PROBLEM
In the following listing, work out how many lines contain the string "fails", and state only that number.

::::

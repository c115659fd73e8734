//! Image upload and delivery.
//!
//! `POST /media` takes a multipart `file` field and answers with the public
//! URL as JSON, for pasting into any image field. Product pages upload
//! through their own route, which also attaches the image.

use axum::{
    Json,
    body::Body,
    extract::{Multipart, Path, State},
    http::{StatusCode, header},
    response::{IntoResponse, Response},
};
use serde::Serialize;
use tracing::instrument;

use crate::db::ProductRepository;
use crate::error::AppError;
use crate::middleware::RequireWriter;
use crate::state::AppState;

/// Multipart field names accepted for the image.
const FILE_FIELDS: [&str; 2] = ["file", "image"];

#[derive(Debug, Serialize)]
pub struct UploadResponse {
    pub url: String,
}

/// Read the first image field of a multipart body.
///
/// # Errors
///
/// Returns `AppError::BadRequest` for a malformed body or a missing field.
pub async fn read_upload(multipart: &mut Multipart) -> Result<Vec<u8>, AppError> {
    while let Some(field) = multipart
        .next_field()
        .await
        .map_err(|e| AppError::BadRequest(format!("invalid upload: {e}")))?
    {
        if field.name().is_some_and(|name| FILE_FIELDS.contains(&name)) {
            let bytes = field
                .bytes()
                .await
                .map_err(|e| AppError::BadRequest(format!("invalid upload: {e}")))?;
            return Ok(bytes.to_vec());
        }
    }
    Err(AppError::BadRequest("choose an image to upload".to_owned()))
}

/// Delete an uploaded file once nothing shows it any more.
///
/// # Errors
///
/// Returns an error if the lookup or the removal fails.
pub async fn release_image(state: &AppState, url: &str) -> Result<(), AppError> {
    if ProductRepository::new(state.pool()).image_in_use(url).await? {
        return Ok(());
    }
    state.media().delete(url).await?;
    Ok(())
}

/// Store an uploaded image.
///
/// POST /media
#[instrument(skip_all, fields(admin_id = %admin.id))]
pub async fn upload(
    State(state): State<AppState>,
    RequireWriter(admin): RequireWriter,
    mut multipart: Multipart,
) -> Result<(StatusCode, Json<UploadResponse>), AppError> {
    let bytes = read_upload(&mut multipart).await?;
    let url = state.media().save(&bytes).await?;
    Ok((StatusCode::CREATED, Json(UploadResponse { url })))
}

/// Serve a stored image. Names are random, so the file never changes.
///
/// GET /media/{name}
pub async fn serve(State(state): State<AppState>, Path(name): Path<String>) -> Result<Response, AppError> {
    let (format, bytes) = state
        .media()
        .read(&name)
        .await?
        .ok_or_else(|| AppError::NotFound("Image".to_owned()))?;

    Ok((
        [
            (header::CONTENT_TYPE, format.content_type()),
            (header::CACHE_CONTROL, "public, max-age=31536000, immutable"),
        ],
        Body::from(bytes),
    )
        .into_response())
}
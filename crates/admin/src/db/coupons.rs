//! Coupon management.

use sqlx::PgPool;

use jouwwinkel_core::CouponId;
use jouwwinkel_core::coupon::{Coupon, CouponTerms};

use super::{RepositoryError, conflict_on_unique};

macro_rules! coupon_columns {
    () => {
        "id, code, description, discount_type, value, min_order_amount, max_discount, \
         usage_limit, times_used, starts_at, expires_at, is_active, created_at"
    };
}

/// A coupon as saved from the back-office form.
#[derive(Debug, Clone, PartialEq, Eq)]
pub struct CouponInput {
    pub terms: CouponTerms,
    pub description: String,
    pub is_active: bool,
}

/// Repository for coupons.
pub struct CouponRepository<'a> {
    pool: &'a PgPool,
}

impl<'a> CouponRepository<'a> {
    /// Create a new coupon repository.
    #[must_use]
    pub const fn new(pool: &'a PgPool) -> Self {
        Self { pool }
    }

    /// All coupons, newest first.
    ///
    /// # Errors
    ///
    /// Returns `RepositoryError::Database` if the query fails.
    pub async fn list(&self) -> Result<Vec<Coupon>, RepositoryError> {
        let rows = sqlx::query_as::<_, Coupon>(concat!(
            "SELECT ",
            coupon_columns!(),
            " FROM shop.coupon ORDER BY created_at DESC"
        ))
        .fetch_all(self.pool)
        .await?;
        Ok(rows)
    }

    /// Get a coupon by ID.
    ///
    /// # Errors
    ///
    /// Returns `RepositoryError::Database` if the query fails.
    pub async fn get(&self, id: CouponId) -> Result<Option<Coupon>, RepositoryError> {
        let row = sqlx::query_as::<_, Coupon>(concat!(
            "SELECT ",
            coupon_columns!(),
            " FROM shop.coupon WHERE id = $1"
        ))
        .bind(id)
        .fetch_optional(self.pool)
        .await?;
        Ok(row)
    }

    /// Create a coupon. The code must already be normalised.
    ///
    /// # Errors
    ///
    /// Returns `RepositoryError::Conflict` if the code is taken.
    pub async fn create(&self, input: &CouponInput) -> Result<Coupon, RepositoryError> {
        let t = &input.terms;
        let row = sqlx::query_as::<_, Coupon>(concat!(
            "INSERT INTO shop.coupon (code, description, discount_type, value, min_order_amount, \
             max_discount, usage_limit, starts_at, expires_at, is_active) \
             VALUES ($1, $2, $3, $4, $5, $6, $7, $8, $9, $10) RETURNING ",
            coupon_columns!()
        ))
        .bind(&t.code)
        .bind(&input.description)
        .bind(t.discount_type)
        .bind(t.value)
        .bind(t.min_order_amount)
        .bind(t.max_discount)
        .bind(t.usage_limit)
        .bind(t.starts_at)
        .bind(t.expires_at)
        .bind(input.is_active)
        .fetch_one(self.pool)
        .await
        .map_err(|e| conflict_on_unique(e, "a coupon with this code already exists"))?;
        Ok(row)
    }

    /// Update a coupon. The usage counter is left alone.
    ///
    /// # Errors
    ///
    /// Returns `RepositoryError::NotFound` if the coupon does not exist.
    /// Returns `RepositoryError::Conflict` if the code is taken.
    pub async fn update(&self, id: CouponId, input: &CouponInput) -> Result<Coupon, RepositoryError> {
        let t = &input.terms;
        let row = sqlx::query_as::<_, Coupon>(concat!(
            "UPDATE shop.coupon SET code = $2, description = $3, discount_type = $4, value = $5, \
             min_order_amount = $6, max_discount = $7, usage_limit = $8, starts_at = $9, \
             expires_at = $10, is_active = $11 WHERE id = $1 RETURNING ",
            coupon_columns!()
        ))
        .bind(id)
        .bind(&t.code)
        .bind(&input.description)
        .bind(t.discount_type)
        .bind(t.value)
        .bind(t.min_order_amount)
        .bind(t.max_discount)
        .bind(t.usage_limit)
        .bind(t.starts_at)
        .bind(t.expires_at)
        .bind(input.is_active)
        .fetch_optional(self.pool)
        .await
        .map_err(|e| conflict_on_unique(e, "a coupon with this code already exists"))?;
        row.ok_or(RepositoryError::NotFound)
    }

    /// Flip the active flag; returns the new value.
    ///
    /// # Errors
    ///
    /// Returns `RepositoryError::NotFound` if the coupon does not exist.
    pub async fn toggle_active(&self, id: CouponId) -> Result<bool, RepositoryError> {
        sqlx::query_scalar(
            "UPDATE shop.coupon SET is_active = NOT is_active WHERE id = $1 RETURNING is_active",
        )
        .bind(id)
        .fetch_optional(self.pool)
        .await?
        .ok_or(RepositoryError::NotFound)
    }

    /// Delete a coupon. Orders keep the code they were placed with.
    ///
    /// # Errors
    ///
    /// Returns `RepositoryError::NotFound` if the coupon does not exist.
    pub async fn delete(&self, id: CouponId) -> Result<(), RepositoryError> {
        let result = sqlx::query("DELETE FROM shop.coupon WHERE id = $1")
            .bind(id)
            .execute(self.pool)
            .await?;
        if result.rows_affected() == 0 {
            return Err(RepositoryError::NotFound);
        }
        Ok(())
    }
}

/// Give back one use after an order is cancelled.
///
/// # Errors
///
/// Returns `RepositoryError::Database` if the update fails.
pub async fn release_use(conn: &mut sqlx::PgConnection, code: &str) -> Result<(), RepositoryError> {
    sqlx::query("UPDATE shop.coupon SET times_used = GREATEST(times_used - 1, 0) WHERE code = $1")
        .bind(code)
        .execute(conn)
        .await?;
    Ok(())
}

::::

RESULT
4